- RECORDED DATA -
# # # # #

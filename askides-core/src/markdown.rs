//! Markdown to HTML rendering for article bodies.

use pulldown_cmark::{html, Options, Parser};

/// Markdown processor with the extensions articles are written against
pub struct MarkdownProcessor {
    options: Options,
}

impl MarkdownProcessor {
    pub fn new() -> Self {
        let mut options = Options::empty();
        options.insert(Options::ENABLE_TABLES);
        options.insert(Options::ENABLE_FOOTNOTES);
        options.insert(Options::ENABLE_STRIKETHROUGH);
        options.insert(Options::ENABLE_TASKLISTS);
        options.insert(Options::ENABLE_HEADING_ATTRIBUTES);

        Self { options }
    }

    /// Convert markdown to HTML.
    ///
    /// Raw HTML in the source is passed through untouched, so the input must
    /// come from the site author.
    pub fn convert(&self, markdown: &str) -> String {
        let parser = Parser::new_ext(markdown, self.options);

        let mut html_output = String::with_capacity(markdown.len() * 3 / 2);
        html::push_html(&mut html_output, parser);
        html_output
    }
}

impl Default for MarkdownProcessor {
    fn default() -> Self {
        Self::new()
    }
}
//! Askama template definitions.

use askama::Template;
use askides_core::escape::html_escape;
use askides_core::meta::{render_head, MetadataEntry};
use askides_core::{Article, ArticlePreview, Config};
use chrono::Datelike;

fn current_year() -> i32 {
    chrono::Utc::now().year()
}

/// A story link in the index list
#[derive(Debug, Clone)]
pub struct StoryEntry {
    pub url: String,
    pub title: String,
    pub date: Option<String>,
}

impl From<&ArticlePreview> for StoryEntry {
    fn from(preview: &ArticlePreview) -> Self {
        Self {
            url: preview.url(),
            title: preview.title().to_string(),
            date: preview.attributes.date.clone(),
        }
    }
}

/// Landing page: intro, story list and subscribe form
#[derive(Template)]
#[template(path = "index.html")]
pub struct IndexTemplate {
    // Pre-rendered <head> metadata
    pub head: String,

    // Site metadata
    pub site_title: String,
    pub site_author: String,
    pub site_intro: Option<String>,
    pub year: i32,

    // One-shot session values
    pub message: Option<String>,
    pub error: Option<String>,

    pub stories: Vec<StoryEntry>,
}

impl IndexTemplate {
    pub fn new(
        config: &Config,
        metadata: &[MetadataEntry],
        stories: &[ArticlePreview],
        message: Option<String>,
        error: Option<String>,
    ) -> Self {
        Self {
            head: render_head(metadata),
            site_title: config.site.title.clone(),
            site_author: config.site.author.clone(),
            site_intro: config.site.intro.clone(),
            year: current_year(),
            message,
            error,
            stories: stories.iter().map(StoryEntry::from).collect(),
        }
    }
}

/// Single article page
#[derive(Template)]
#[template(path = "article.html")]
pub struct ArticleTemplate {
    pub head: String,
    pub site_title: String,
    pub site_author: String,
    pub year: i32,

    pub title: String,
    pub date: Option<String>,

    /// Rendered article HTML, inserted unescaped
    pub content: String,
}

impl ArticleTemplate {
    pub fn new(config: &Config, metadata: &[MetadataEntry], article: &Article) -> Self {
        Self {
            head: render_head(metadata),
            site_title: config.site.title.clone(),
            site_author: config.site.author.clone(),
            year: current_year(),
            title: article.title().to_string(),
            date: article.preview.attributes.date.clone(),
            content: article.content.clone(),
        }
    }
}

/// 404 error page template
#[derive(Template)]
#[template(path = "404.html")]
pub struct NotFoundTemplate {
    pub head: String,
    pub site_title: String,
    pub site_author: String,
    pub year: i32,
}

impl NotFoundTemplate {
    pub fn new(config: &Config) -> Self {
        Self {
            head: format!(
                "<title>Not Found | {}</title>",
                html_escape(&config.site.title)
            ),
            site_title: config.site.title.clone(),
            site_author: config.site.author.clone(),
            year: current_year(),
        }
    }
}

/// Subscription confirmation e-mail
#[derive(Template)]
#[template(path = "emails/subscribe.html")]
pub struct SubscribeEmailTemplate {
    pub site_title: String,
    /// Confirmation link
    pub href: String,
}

# # # # #

- REQUIREMENT -
When a line in the listing above holds the word "error", copy it.

- EXERCISE ANSWER -
    pub error: Option<String>,
        error: Option<String>,
            error,
/// 404 error page template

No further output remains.